Youth employment initiative opens up at least $20 million in workplace grants
By Mindy Farabee –
This spring, President Barack Obama announced the launch of a national, multi-pronged youth employment policy initiative that includes over $5 billion earmarked for helping 1 million young people land their first job.
As part of this initiative, employers now have a shot at competing for $20 million in grant funds—with a proposed $2 billion more on the way—to bolster youth hiring programs, a move that has some wondering if these federal dollars might not make a natural fit for one of the The Salvation Army’s most beloved traditions.
“They’re wanting to support what we already do,” said Marty Brown, director of The Salvation Army Mt. Crags and Gilmore Camp and Conference Center in Calabasas, Calif.
Across the country, The Salvation Army operates at least 45 youth camps. Each summer, these camps employ hundreds of young adults in positions running the gamut from cabin leaders and lifeguards to operations and maintenance. But officials say it’s not simply the presence of so many young employees that could make The Salvation Army camps attractive propositions for the White House proposal. It’s the nature of camp itself.
The federal program was designed to direct adults 16-24 years old toward first-time positions that help them amass tangible skills, an employment history and networks that lead to future employment. Brown notes that his camp employs about 110 staff members under the age of 24 annually, most during the summer high season. Of these, he estimates about 50 percent are embarking on their first job—many of whom went on their first job interview to get there.
Those kinds of statistics are typical across the camping industry.
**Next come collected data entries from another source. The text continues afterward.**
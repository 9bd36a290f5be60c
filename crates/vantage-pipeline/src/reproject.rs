//! Forward projection of ground points through a resolved pose.

use nalgebra::{Translation3, UnitQuaternion};
use serde::{Deserialize, Serialize};
use vantage_core::{
    BrownConrady5, Camera, FxFyCxCySkew, Iso3, Pinhole, PinholeCamera, Pt2, Pt3, Real, Vec3,
};
use vantage_geo::ControlPoint;

use crate::pose::CameraPose;

/// Project world points through `T_C_W = (rvec, tvec)`.
///
/// Points on or behind the camera plane give `None`.
pub fn project_points(
    points: &[Pt3],
    intrinsics: &FxFyCxCySkew<Real>,
    distortion: &BrownConrady5<Real>,
    rvec: &Vec3,
    tvec: &Vec3,
) -> Vec<Option<Pt2>> {
    let pose = Iso3::from_parts(
        Translation3::from(*tvec),
        UnitQuaternion::from_scaled_axis(*rvec),
    );
    let camera: PinholeCamera = Camera::new(Pinhole, *distortion, *intrinsics);
    points
        .iter()
        .map(|p| camera.project_point(&pose.transform_point(p)))
        .collect()
}

/// A catalog point drawn over the photograph.
#[derive(Debug, Clone, PartialEq, Serialize, Deserialize)]
pub struct OverlayPoint {
    pub id: i64,
    pub symbol: String,
    pub name: String,
    /// Predicted pixel.
    pub pixel: Pt2,
    /// Labelled pixel, when the point was observed.
    pub observed: Option<Pt2>,
}

/// Pixel of one world point under `pose`.
pub fn project_with(pose: &CameraPose, world: &Pt3) -> Option<Pt2> {
    match pose {
        CameraPose::Homography(h) => h.fit.project(world),
        CameraPose::Perspective(p) => project_points(
            std::slice::from_ref(world),
            &p.intrinsics,
            &p.distortion,
            &p.rvec,
            &p.tvec,
        )
        .pop()
        .flatten(),
    }
}

/// Project every catalog point, observed or not, and keep those landing
/// inside a `(width, height)` image.
pub fn overlay(
    pose: &CameraPose,
    points: &[ControlPoint],
    image_size: (Real, Real),
) -> Vec<OverlayPoint> {
    let (w, h) = image_size;
    points
        .iter()
        .filter_map(|cp| {
            let px = project_with(pose, &cp.position)?;
            let inside = (0.0..=w).contains(&px.x) && (0.0..=h).contains(&px.y);
            inside.then(|| OverlayPoint {
                id: cp.id,
                symbol: cp.symbol.clone(),
                name: cp.name.clone(),
                pixel: px,
                observed: cp.pixel,
            })
        })
        .collect()
}

#[cfg(test)]
mod tests {
    use super::*;

    #[test]
    fn point_behind_camera_is_none() {
        let k = FxFyCxCySkew::from_physical(100.0, (100.0, 100.0), (1000.0, 1000.0));
        let px = project_points(
            &[Pt3::new(0.0, 0.0, 10.0), Pt3::new(0.0, 0.0, -10.0)],
            &k,
            &BrownConrady5::default(),
            &Vec3::zeros(),
            &Vec3::zeros(),
        );
        let centre = px[0].unwrap();
        assert!((centre - Pt2::new(500.0, 500.0)).norm() < 1e-9);
        assert!(px[1].is_none());
    }
}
“Often times many people focus just on the experience of the child at camp, but many times camp is the first job for the employee,” said Tom Holland, CEO of the American Camping Association (ACA), the industry’s major accrediting body, which is actively engaging with the White House proposal. “Workforce development is one of the great things that camps offer our nation.”
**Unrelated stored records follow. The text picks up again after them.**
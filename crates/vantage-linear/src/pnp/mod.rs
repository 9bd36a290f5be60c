//! Perspective-n-Point pose estimation.
//!
//! Estimates a pose `T_C_W` (world into camera frame) from ground points and
//! their pixels under known intrinsics. World coordinates in a projected
//! CRS are large; callers should center them first (see
//! [`PnpSolver::epnp_centered`]).

use thiserror::Error;
use vantage_core::{FxFyCxCySkew, Iso3, Pt2, Pt3, Real, Vec3};

mod epnp;
mod pose_utils;
mod ransac;

pub use ransac::{epnp_ransac, EPNP_RANSAC_SAMPLES};

#[derive(Debug, Error)]
pub enum PnpError {
    #[error("need at least {required} point correspondences, got {found}")]
    NotEnoughPoints { required: usize, found: usize },
    #[error("intrinsics matrix is not invertible")]
    SingularIntrinsics,
    #[error("svd failed")]
    SvdFailed,
    #[error("degenerate point configuration")]
    DegeneratePoints,
    #[error("no consensus pose within the reprojection threshold")]
    NoConsensus,
}

#[derive(Debug, Clone, Copy)]
pub struct PnpSolver;

impl PnpSolver {
    /// EPnP pose estimation for 4+ points (pixels must be undistorted).
    pub fn epnp(world: &[Pt3], image: &[Pt2], k: &FxFyCxCySkew<Real>) -> Result<Iso3, PnpError> {
        epnp::epnp(world, image, k)
    }

    /// EPnP on world points shifted by their centroid.
    ///
    /// The returned pose still maps the original (uncentered) world frame
    /// into the camera frame.
    pub fn epnp_centered(
        world: &[Pt3],
        image: &[Pt2],
        k: &FxFyCxCySkew<Real>,
    ) -> Result<Iso3, PnpError> {
        let origin = centroid(world).ok_or(PnpError::NotEnoughPoints {
            required: 4,
            found: 0,
        })?;
        let shifted: Vec<Pt3> = world.iter().map(|p| p - origin).collect();
        let pose = epnp::epnp(&shifted, image, k)?;
        Ok(uncenter(&pose, &origin))
    }
}

fn centroid(points: &[Pt3]) -> Option<Vec3> {
    if points.is_empty() {
        return None;
    }
    let sum = points.iter().fold(Vec3::zeros(), |acc, p| acc + p.coords);
    Some(sum / points.len() as Real)
}

/// Undo a world-frame shift: `T' = T · translate(-origin)`.
pub fn uncenter(pose: &Iso3, origin: &Vec3) -> Iso3 {
    let mut out = *pose;
    out.translation.vector -= pose.rotation * origin;
    out
}

/// Camera centre in world coordinates, `-Rᵀ t`.
pub fn camera_center(pose: &Iso3) -> Pt3 {
    Pt3::from(-(pose.rotation.inverse() * pose.translation.vector))
}

#[cfg(test)]
mod tests {
    use super::*;

    #[test]
    fn uncenter_is_consistent_with_shifted_points() {
        let pose = vantage_core::synthetic::terrain::pose_from_center(
            &Pt3::new(5.0, -3.0, 2.0),
            &vantage_core::synthetic::terrain::east_facing_rotation(0.2, 0.1, 0.0),
        );
        let origin = Vec3::new(100.0, 200.0, 300.0);
        let p = Pt3::new(150.0, 220.0, 310.0);
        let shifted_pose = {
            let mut t = pose;
            t.translation.vector += pose.rotation * origin;
            t
        };
        let back = uncenter(&shifted_pose, &origin);
        assert!((back.transform_point(&p) - pose.transform_point(&p)).norm() < 1e-9);
        assert!((camera_center(&pose) - Pt3::new(5.0, -3.0, 2.0)).norm() < 1e-9);
    }
}
//! Multi-start continuous search for the camera position.
//!
//! Starts are the initial position plus a Latin hypercube sample of the
//! search box. Each start runs differential evolution over the whole box
//! (the start injected into the population), then Levenberg-Marquardt on
//! the component residuals of the inlier set found by the global stage.

use log::{debug, info, warn};
use nalgebra::DVector;
use rand::{rngs::StdRng, SeedableRng};
use vantage_core::{apply_homography, Correspondence, Pt3, Real};
use vantage_linear::{
    fit_bearing_homography, fit_frozen, relative_bearing, BearingFitOptions, BearingHomography,
};
use vantage_optim::{
    differential_evolution, latin_hypercube, refine_position, sampling::scale_to_bounds, DeOptions,
};

use crate::config::{ContinuousSearchOptions, ObjectiveWeights};
use crate::pose::SeedOutcome;
use crate::PoseError;

#[derive(Debug, Clone)]
pub struct ContinuousOutcome {
    pub position: Pt3,
    pub fit: BearingHomography,
    /// Weighted objective at `position`.
    pub objective: Real,
    pub seeds: Vec<SeedOutcome>,
}

fn search_box(center: &Pt3, opts: &ContinuousSearchOptions) -> [(Real, Real); 3] {
    let (h, v) = (opts.horizontal_radius, opts.vertical_radius);
    [
        (center.x - h, center.x + h),
        (center.y - h, center.y + h),
        (center.z - v, center.z + v),
    ]
}

/// The initial position followed by `seeds - 1` Latin hypercube starts.
pub fn starting_points(center: &Pt3, opts: &ContinuousSearchOptions) -> Vec<Pt3> {
    let bounds = search_box(center, opts);
    let mut rng = StdRng::seed_from_u64(opts.sampling_seed);
    let extra = opts.seeds.saturating_sub(1);
    std::iter::once(*center)
        .chain(latin_hypercube(extra, 3, &mut rng).into_iter().map(|u| {
            let x = scale_to_bounds(&u, &bounds);
            Pt3::new(x[0], x[1], x[2])
        }))
        .collect()
}

fn objective_at(
    correspondences: &[Correspondence],
    position: &Pt3,
    fit_opts: &BearingFitOptions,
    w: &ObjectiveWeights,
) -> Option<(Real, BearingHomography)> {
    let fit = fit_bearing_homography(correspondences, position, fit_opts).ok()?;
    let f = fit.objective(w.pixel, w.bearing);
    f.is_finite().then_some((f, fit))
}

/// Pixel and bearing residual components of the frozen inlier set.
fn frozen_residuals(
    correspondences: &[Correspondence],
    inliers: &[bool],
    position: &Pt3,
    w: &ObjectiveWeights,
) -> Option<DVector<Real>> {
    let h = fit_frozen(correspondences, position, inliers).ok()?;
    let (s_px, s_b) = (w.pixel.sqrt(), w.bearing.sqrt());
    let mut r = Vec::with_capacity(4 * h.inlier_count());
    for (c, _) in correspondences.iter().zip(inliers).filter(|(_, &m)| m) {
        let b = relative_bearing(position, &c.world)?;
        let px = apply_homography(&h.h, &b)?;
        let back = apply_homography(&h.h_inv, &c.pixel)?;
        r.extend_from_slice(&[
            s_px * (px.x - c.pixel.x),
            s_px * (px.y - c.pixel.y),
            s_b * (back.x - b.x),
            s_b * (back.y - b.y),
        ]);
    }
    Some(DVector::from_vec(r))
}

/// Local refinement from a global result; `None` keeps the global result.
fn refine_locally(
    correspondences: &[Correspondence],
    global: &BearingHomography,
    global_objective: Real,
    fit_opts: &BearingFitOptions,
    opts: &ContinuousSearchOptions,
) -> Option<(Real, BearingHomography)> {
    let w = &opts.weights;
    let inliers = global.inliers.clone();
    let residuals = |p: &Pt3| frozen_residuals(correspondences, &inliers, p, w);
    let report = match refine_position(residuals, &global.camera, opts.local_step, &opts.local) {
        Ok(r) => r,
        Err(e) => {
            warn!("local refinement failed, keeping global result: {e}");
            return None;
        }
    };
    if !report.converged {
        warn!(
            "local refinement did not converge after {} evaluations, keeping global result",
            report.evaluations
        );
        return None;
    }
    let (f, fit) = objective_at(correspondences, &report.position, fit_opts, w)?;
    (f < global_objective).then_some((f, fit))
}

/// Search the box around `initial` for the position with the lowest
/// weighted bearing-homography objective.
pub fn continuous_search(
    correspondences: &[Correspondence],
    initial: &Pt3,
    fit_opts: &BearingFitOptions,
    opts: &ContinuousSearchOptions,
) -> Result<ContinuousOutcome, PoseError> {
    PoseError::require_correspondences(correspondences.len())?;
    if opts.seeds == 0 {
        return Err(PoseError::InvalidConfig("continuous search needs at least one seed".into()));
    }
    if !(opts.horizontal_radius > 0.0 && opts.vertical_radius > 0.0) {
        return Err(PoseError::InvalidConfig(format!(
            "search radii must be positive, got {} and {}",
            opts.horizontal_radius, opts.vertical_radius
        )));
    }

    let bounds = search_box(initial, opts);
    let w = opts.weights;
    let objective = |x: &[Real]| {
        objective_at(correspondences, &Pt3::new(x[0], x[1], x[2]), fit_opts, &w)
            .map_or(Real::INFINITY, |(f, _)| f)
    };

    let mut best: Option<(Real, BearingHomography)> = None;
    let mut seeds = Vec::with_capacity(opts.seeds);
    let mut solver_failures = Vec::new();
    for (k, start) in starting_points(initial, opts).into_iter().enumerate() {
        let de_opts = DeOptions {
            seed: opts.de.seed.wrapping_add(k as u64),
            ..opts.de.clone()
        };
        let mut outcome = SeedOutcome {
            start,
            position: None,
            objective: None,
            refined: false,
        };

        let x0 = [start.x, start.y, start.z];
        let global = match differential_evolution(&objective, &bounds, Some(&x0), &de_opts) {
            Ok(res) => {
                let at = Pt3::new(res.x[0], res.x[1], res.x[2]);
                objective_at(correspondences, &at, fit_opts, &w)
            }
            Err(e) => {
                warn!("seed {k} at ({:.1}, {:.1}, {:.1}) failed: {e}", start.x, start.y, start.z);
                solver_failures.push(e);
                seeds.push(outcome);
                continue;
            }
        };
        let Some((mut f, mut fit)) = global else {
            warn!("seed {k}: no homography at the global optimum");
            seeds.push(outcome);
            continue;
        };
        debug!("seed {k}: global objective {f:.6}");

        if opts.refine {
            if let Some((f_local, fit_local)) =
                refine_locally(correspondences, &fit, f, fit_opts, opts)
            {
                debug!("seed {k}: local stage improved {f:.6} -> {f_local:.6}");
                f = f_local;
                fit = fit_local;
                outcome.refined = true;
            }
        }

        outcome.position = Some(fit.camera);
        outcome.objective = Some(f);
        seeds.push(outcome);
        if best.as_ref().map_or(true, |(bf, _)| f < *bf) {
            best = Some((f, fit));
        }
    }

    let Some((objective, fit)) = best else {
        // Every seed stopped inside the global optimiser.
        if solver_failures.len() == seeds.len() {
            if let Some(e) = solver_failures.pop() {
                return Err(PoseError::SolverNonConvergence(e));
            }
        }
        return Err(PoseError::NoViablePose(format!(
            "all {} continuous-search seeds failed",
            seeds.len()
        )));
    };
    info!(
        "continuous search: ({:.2}, {:.2}, {:.2}) with objective {objective:.6}",
        fit.camera.x, fit.camera.y, fit.camera.z
    );
    Ok(ContinuousOutcome {
        position: fit.camera,
        fit,
        objective,
        seeds,
    })
}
ACA comprises 2,700 member camps—representing more than 200,000 jobs—across the U.S., among which are numbered Salvation Army organizations like Mt. Crags and Gilmore.
“How many other jobs offer the opportunity to learn skills in communication, creativity, negotiation, and teamwork at such a young age?” Holland said. “Every day, they are accountable not only for minor tasks, but also the growth of children.”
In other words, perhaps it takes character to build one. Camp’s profound effect on personal development, long fodder for school essays, has caught the attention of scientists. Among their findings—staffers’ ability to grapple proactively with interpersonal relationships and hallmarks of emotional maturity are key drivers of success. “In addition to the skills of sailing, counselors are also teaching kids about frustration management, flexibility, responsibility, etc.,” psychotherapist Tina Payne Bryson explained to Camping Magazine. “This is the science of interpersonal neurobiology. When kids feel connected and protected, when their needs are predictably and sensitively responded to, it actually builds the middle prefrontal cortex.”
On the theory that construction of a good employee takes work, several Salvation Army camps have invested in mentorship programs to foster staff development. In Washington, for instance, Camp Arnold runs a SEARCH (Service, Experience, Assurance, Response, Christ, Holiness) program for 15-year-olds that targets spiritual, social, mental and emotional development while incorporating practical job experience.
In 2013, Brown instituted a “Timothy Program” at Mt. Crags and Gilmore, which takes its name from its own Biblical role models—the New Testament mentorship between Paul and Timothy. Up to 32 teens, ages 14-17 can enroll in the two-track discipleship program, which incorporates slots for older youth whose sole job is to mentor younger participants. “We seek out good leadership so they will have someone to look up to,” Brown said.
He originally developed the program while heading up Jacksons Point Camp in Ontario, Canada. In transporting it down to California, he says he and his fellow administrators rethought one key component—in Canada, the teens weren’t required to work. That seemed like a huge missed opportunity to Brown. “The younger they learn a work ethic, the better it is for their futures,” Brown said. “It’s amazing training. My own personal story, being a camp counselor at 18, definitely shaped who I am.”
Attention to staffing, meanwhile, helped give shape to the institution. In the U.S., The Salvation Army’s summer camp initiative dates back to the 1890s, predating the American camping industry as a whole. Originating as ad hoc affairs designed to provide fresh air respites to low-income children and their “tired mothers,” as the camps evolved into a permanent aspect of The Salvation Army’s work, from early on they evidenced an emphasis on deploying staffs that were experienced, efficient—and prudent. “Here again does The Salvation Army demonstrate the fact that it can make a dollar go a long, long way,” noted a 1913 article touching on camp management for The Officer.
Holland has a few pointers on securing White House funds. “The biggest thing camps need to understand is that this is not [designed to support] a flash-in-the-pan, one-summer learning experience,” he said. “It’s a launchpad…to future employers. It’s important to show the skills that employees receive.”
Brown also noted that outside grants might allow for less reliance on territorial subsidies. “We spend over $200,000 a year on staffing,” he said. “You don’t want to pass that cost on to the campers. Whenever you can allow for a free experience for campers, that’s better for everyone.”